Speaking of project organization, Rust is very flexible and you can organize your project however you want. For our demo, we decided to create one binary for each OpenWhisk function, but each executable binary has a common library that is in charge of all the logic and data modeling for the demo. The next image shows a general view of the demo project folder structure:

Folder project structure.

RealTime dashboard

The last part of this demo project is a React front end to show all the information in real time. When the front starts, it loads information saved in DynamoDB to fill all the charts with the historic data. After that, the front is subscribed to the RealTime channel in order to listen for new incoming measurements. Every time OpenWhisk publishes a message, the status of the front is updated to reflect the new received measurement. For this demo we wanted to simulate a beer factory where we have a two tank process with heaters and all the necessary elements to transfer the content between tanks.
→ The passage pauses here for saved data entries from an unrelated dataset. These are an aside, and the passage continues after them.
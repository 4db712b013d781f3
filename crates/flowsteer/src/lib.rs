//! flowsteer - hardware flow steering for AF_XDP consumers.
//!
//! Reconciles a NIC's ntuple rule table so that UDP traffic for a declared
//! port range lands on the receive queue an AF_XDP socket is bound to, and
//! provisions SR-IOV virtual functions alongside it.
//!
//! Components, leaf first:
//!
//! - [`inspector`]: capability snapshot of an interface
//! - [`planner`]: policy to desired [`RuleSet`]
//! - [`applier`]: diff and converge the device rule table
//! - [`verifier`]: re-read and compare
//! - [`vf`]: SR-IOV VF lifecycle and mirroring
//! - [`orchestrator`]: locked `apply`, `teardown`, `status` and VF operations
//!
//! All device access goes through [`flowsteer_common::NicControl`].

pub mod applier;
pub mod config;
pub mod context;
pub mod error;
pub mod inspector;
pub mod ledger;
pub mod orchestrator;
pub mod planner;
pub mod result;
pub mod verifier;
pub mod vf;

pub use config::{AddPolicy, FlowsteerConfig, TuningConfig, VfPollConfig};
pub use context::DeviceContext;
pub use error::{FlowsteerError, FlowsteerResult};
pub use inspector::InterfaceInfo;
pub use ledger::{Ledger, OwnershipRecord};
pub use orchestrator::{InterfaceStatus, Orchestrator};
pub use planner::{KeySpace, PortRange, RuleSet, TrafficSplitPolicy};
pub use result::{
    FailureReason, Operation, OutcomeCounts, ReconciliationResult, RuleOutcome, RuleReport,
    VerificationVerdict, Warning, WarningKind,
};
pub use vf::{MirrorStatus, VfPhase, VfSet, VfState, VirtualFunction};
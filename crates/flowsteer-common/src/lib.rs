//! NIC control surface for flowsteer.
//!
//! This crate is everything flowsteer knows about talking to a device:
//!
//! - [`types`]: typed rule, feature and channel model
//! - [`device`]: the [`NicControl`] trait the reconciliation engine runs against
//! - [`LinuxNic`]: the production transport over ethtool, iproute2, tc and sysfs
//! - [`ethtool`]: parsers for ethtool's text output (used only by [`LinuxNic`])
//! - [`shell`]: quoted shell command execution
//! - [`InterfaceLock`]: per-interface exclusive lock
//! - [`error`]: [`NicError`] and its fatal/non-fatal classification
//!
//! # Example
//!
//! ```ignore
//! use flowsteer_common::{LinuxNic, NicControl};
//!
//! let nic = LinuxNic::default();
//! let table = nic.list_rules("enp3s0f0").await?;
//! for rule in table.iter() {
//!     println!("{} {:?}", rule.id, rule.rule);
//! }
//! ```

pub mod device;
pub mod error;
pub mod ethtool;
pub mod linux;
pub mod lock;
pub mod shell;
pub mod types;

pub use device::NicControl;
pub use error::{NicError, NicResult, RejectKind};
pub use linux::{LinuxNic, ToolPaths};
pub use lock::InterfaceLock;
pub use types::{
    AppliedRule, AppliedRuleTable, ChannelCounts, Coalesce, DriverInfo, Feature, FeatureState,
    FlowRule, Protocol, RuleAction, RuleKey,
};
//! SR-IOV VF lifecycle tests

use flowsteer::{
    FlowsteerConfig, FlowsteerError, MirrorStatus, Orchestrator, VfPhase, VfPollConfig, VfState,
    WarningKind,
};
use flowsteer_test::{devices, init_test_logging, ScratchDirs, TEST_IFACE};
use pretty_assertions::assert_eq;

fn config(dirs: &ScratchDirs) -> FlowsteerConfig {
    FlowsteerConfig {
        lock_dir: dirs.lock_dir(),
        state_dir: dirs.state_dir(),
        vf_poll: VfPollConfig {
            attempts: 5,
            initial_backoff_ms: 1,
            max_backoff_ms: 4,
        },
        ..Default::default()
    }
}

/// Scenario: enable 2 VFs twice.
///
/// The second call finds the count already right, rewrites nothing and
/// returns the same interfaces.
#[tokio::test]
async fn test_enable_twice_is_stable() {
    init_test_logging();
    let dirs = ScratchDirs::new();
    let config = config(&dirs);
    let nic = devices::sriov_nic(8, 2);
    let orch = Orchestrator::new(&nic, &config);

    let first = orch.enable_vfs(TEST_IFACE, 2, None).await.unwrap();
    let second = orch.enable_vfs(TEST_IFACE, 2, None).await.unwrap();

    assert_eq!(first.names(), vec!["eth0v0", "eth0v1"]);
    assert_eq!(first.names(), second.names());
    assert_eq!(second.phase, VfPhase::Active);
    assert!(second.entries.iter().all(|v| v.state == VfState::Up));
    assert_eq!(nic.sriov_writes(), vec![2]);
    assert_eq!(nic.num_vfs(), 2);
    assert_eq!(
        nic.link_up_names(),
        vec!["eth0v0", "eth0v1", "eth0v0", "eth0v1"]
    );
}

#[tokio::test]
async fn test_resize_and_disable() {
    init_test_logging();
    let dirs = ScratchDirs::new();
    let config = config(&dirs);
    let nic = devices::sriov_nic(8, 0);
    let orch = Orchestrator::new(&nic, &config);

    orch.enable_vfs(TEST_IFACE, 4, None).await.unwrap();
    let set = orch.enable_vfs(TEST_IFACE, 1, None).await.unwrap();
    assert_eq!(set.names(), vec!["eth0v0"]);
    assert_eq!(nic.sriov_writes(), vec![4, 0, 1]);

    let set = orch.disable_vfs(TEST_IFACE).await.unwrap();
    assert_eq!(set.phase, VfPhase::Absent);
    assert_eq!(nic.num_vfs(), 0);

    nic.reset_history();
    orch.disable_vfs(TEST_IFACE).await.unwrap();
    assert_eq!(nic.mutation_count(), 0);
}

#[tokio::test]
async fn test_slow_materialization_times_out() {
    init_test_logging();
    let dirs = ScratchDirs::new();
    let config = config(&dirs);
    let nic = devices::sriov_nic(8, 50);
    let orch = Orchestrator::new(&nic, &config);

    let err = orch.enable_vfs(TEST_IFACE, 2, None).await.unwrap_err();
    assert!(matches!(err, FlowsteerError::VfMaterializationTimeout { vf_index: 0, .. }));
    assert!(err.is_retryable());
}

#[tokio::test]
async fn test_count_limits() {
    init_test_logging();
    let dirs = ScratchDirs::new();
    let config = config(&dirs);

    let nic = devices::sriov_nic(4, 0);
    let orch = Orchestrator::new(&nic, &config);
    let err = orch.enable_vfs(TEST_IFACE, 5, None).await.unwrap_err();
    assert!(matches!(err, FlowsteerError::VfCountExceedsMax { max: 4, .. }));

    let plain = devices::xdp_nic();
    let orch = Orchestrator::new(&plain, &config);
    let err = orch.enable_vfs(TEST_IFACE, 1, None).await.unwrap_err();
    assert!(matches!(err, FlowsteerError::SriovUnsupported { .. }));
    assert_eq!(plain.mutation_count(), 0);
}

#[tokio::test]
async fn test_mirror_is_capability_gated() {
    init_test_logging();
    let dirs = ScratchDirs::new();
    let config = config(&dirs);

    let nic = devices::sriov_nic(4, 0);
    let orch = Orchestrator::new(&nic, &config);
    let set = orch.enable_vfs(TEST_IFACE, 2, Some((0, 1))).await.unwrap();
    assert!(matches!(set.mirror, Some(MirrorStatus::Unsupported { .. })));
    assert_eq!(set.warnings[0].kind, WarningKind::MirrorUnsupported);
    assert_eq!(nic.num_vfs(), 2);

    let capable = devices::sriov_nic(4, 0).with_mirror_support();
    let orch = Orchestrator::new(&capable, &config);
    let set = orch.enable_vfs(TEST_IFACE, 2, Some((0, 1))).await.unwrap();
    assert_eq!(
        set.mirror,
        Some(MirrorStatus::Applied {
            src: "eth0v0".to_string(),
            dst: "eth0v1".to_string(),
        })
    );
}
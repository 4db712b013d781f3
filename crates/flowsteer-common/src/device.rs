//! The NIC control surface consumed by the reconciliation engine.
//!
//! [`NicControl`] is the only way the engine reads or mutates a device.
//! [`crate::LinuxNic`] implements it over ethtool, iproute2 and sysfs;
//! tests implement it in memory.

use async_trait::async_trait;

use crate::error::NicResult;
use crate::types::{AppliedRuleTable, Coalesce, DriverInfo, Feature, FeatureState, FlowRule};

/// Query/mutate operations on a NIC and its virtual functions.
///
/// Every method takes the interface name explicitly; implementations keep
/// no per-interface state between calls.
#[async_trait]
pub trait NicControl: Send + Sync {
    /// Returns true if the interface exists.
    async fn interface_exists(&self, iface: &str) -> NicResult<bool>;

    /// Driver identity.
    async fn driver_info(&self, iface: &str) -> NicResult<DriverInfo>;

    /// Number of receive queues, `None` if the driver does not report it.
    async fn queue_count(&self, iface: &str) -> NicResult<Option<u32>>;

    /// Feature state, `None` if the driver does not list the feature.
    async fn feature(&self, iface: &str, feature: Feature) -> NicResult<Option<FeatureState>>;

    /// Enables or disables a feature.
    async fn set_feature(&self, iface: &str, feature: Feature, enabled: bool) -> NicResult<()>;

    /// Current hardware rule table.
    async fn list_rules(&self, iface: &str) -> NicResult<AppliedRuleTable>;

    /// Installs a rule and returns its device-local id.
    async fn add_rule(&self, iface: &str, rule: &FlowRule) -> NicResult<u32>;

    /// Removes a rule by device-local id.
    async fn delete_rule(&self, iface: &str, rule_id: u32) -> NicResult<()>;

    /// Maximum VF count, `None` if the device has no SR-IOV capability.
    async fn sriov_total_vfs(&self, iface: &str) -> NicResult<Option<u32>>;

    /// Currently enabled VF count.
    async fn sriov_num_vfs(&self, iface: &str) -> NicResult<u32>;

    /// Writes the VF count. Most drivers require writing 0 before a
    /// different non-zero value.
    async fn set_sriov_num_vfs(&self, iface: &str, count: u32) -> NicResult<()>;

    /// Net interface names of VF `vf_index`; empty until the kernel has
    /// materialized it.
    async fn vf_interface_names(&self, iface: &str, vf_index: u32) -> NicResult<Vec<String>>;

    /// Brings an interface administratively up.
    async fn set_link_up(&self, name: &str) -> NicResult<()>;

    /// Mirrors all ingress traffic of `src` to `dst`.
    ///
    /// Returns [`crate::NicError::Unsupported`] when the hardware or driver
    /// cannot do it.
    async fn set_vf_mirror(&self, iface: &str, src: &str, dst: &str) -> NicResult<()>;

    /// Current combined channel count, `None` if the driver reports none.
    async fn combined_channels(&self, iface: &str) -> NicResult<Option<u32>>;

    /// Current RX ring size, `None` if the driver reports none.
    async fn rx_ring(&self, iface: &str) -> NicResult<Option<u32>>;

    /// Current interrupt coalescing parameters.
    async fn coalesce(&self, iface: &str) -> NicResult<Coalesce>;

    /// Sets the combined channel count.
    async fn set_combined_channels(&self, iface: &str, count: u32) -> NicResult<()>;

    /// Sets the RX ring size.
    async fn set_rx_ring(&self, iface: &str, entries: u32) -> NicResult<()>;

    /// Sets interrupt coalescing parameters.
    async fn set_coalesce(&self, iface: &str, coalesce: &Coalesce) -> NicResult<()>;
}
As measurement variables, we are going to measure the temperature in both tanks, and the status of the valves, pumps, and heaters involved in the process. Moreover we have sensors for measure the two tanks’ liquid levels.

Without entering a lot of details about the beer fabrication process, in our IoT system, the first tank (mashing tank) is in charge of mixing water with malt for an hour at a fixed temperature (around 65 ºC). Then the resultant wort is transferred to the second tank, where it is boiled for sanitizing for another hour. Finally, the wort is chilled and transferred to start the fermentation. Below is a screenshot of the dashboard. We have some widgets showing the system elements’ status in real time and also some charts showing historical data about temperature measurements.

Realtime React Dashboard.

In this article we have commented only on things that are relevant to the project. For further reference please go to the demo repository and there you can explore all of the code.


OpenWhisk provides a lot of flexibility and simplicity, and is a very good option for implementing your own serverless environment in your private cloud or in your own data center. It has a lot of interesting features (some of them not covered in this demo) that give you a lot of options for developing your serverless solution.

Rust has been demonstrated to be a very adaptative language. We were able to develop the demo using Rust without much effort. One of the key things about Rust is its flexibility: we’ve organized the code the way we want, and the language hasn’t imposed any restrictions on it. Finally, the combined React and RealTime framework works very smoothly, and it is a very simple way to add RealTime support to your applications.

In conclusion, we think that this technology stack is very powerful for IoT applications and is a very good stack for data processing procedures in IoT environments where the different nodes are just simple capturing, leaving all the data processing to the cloud.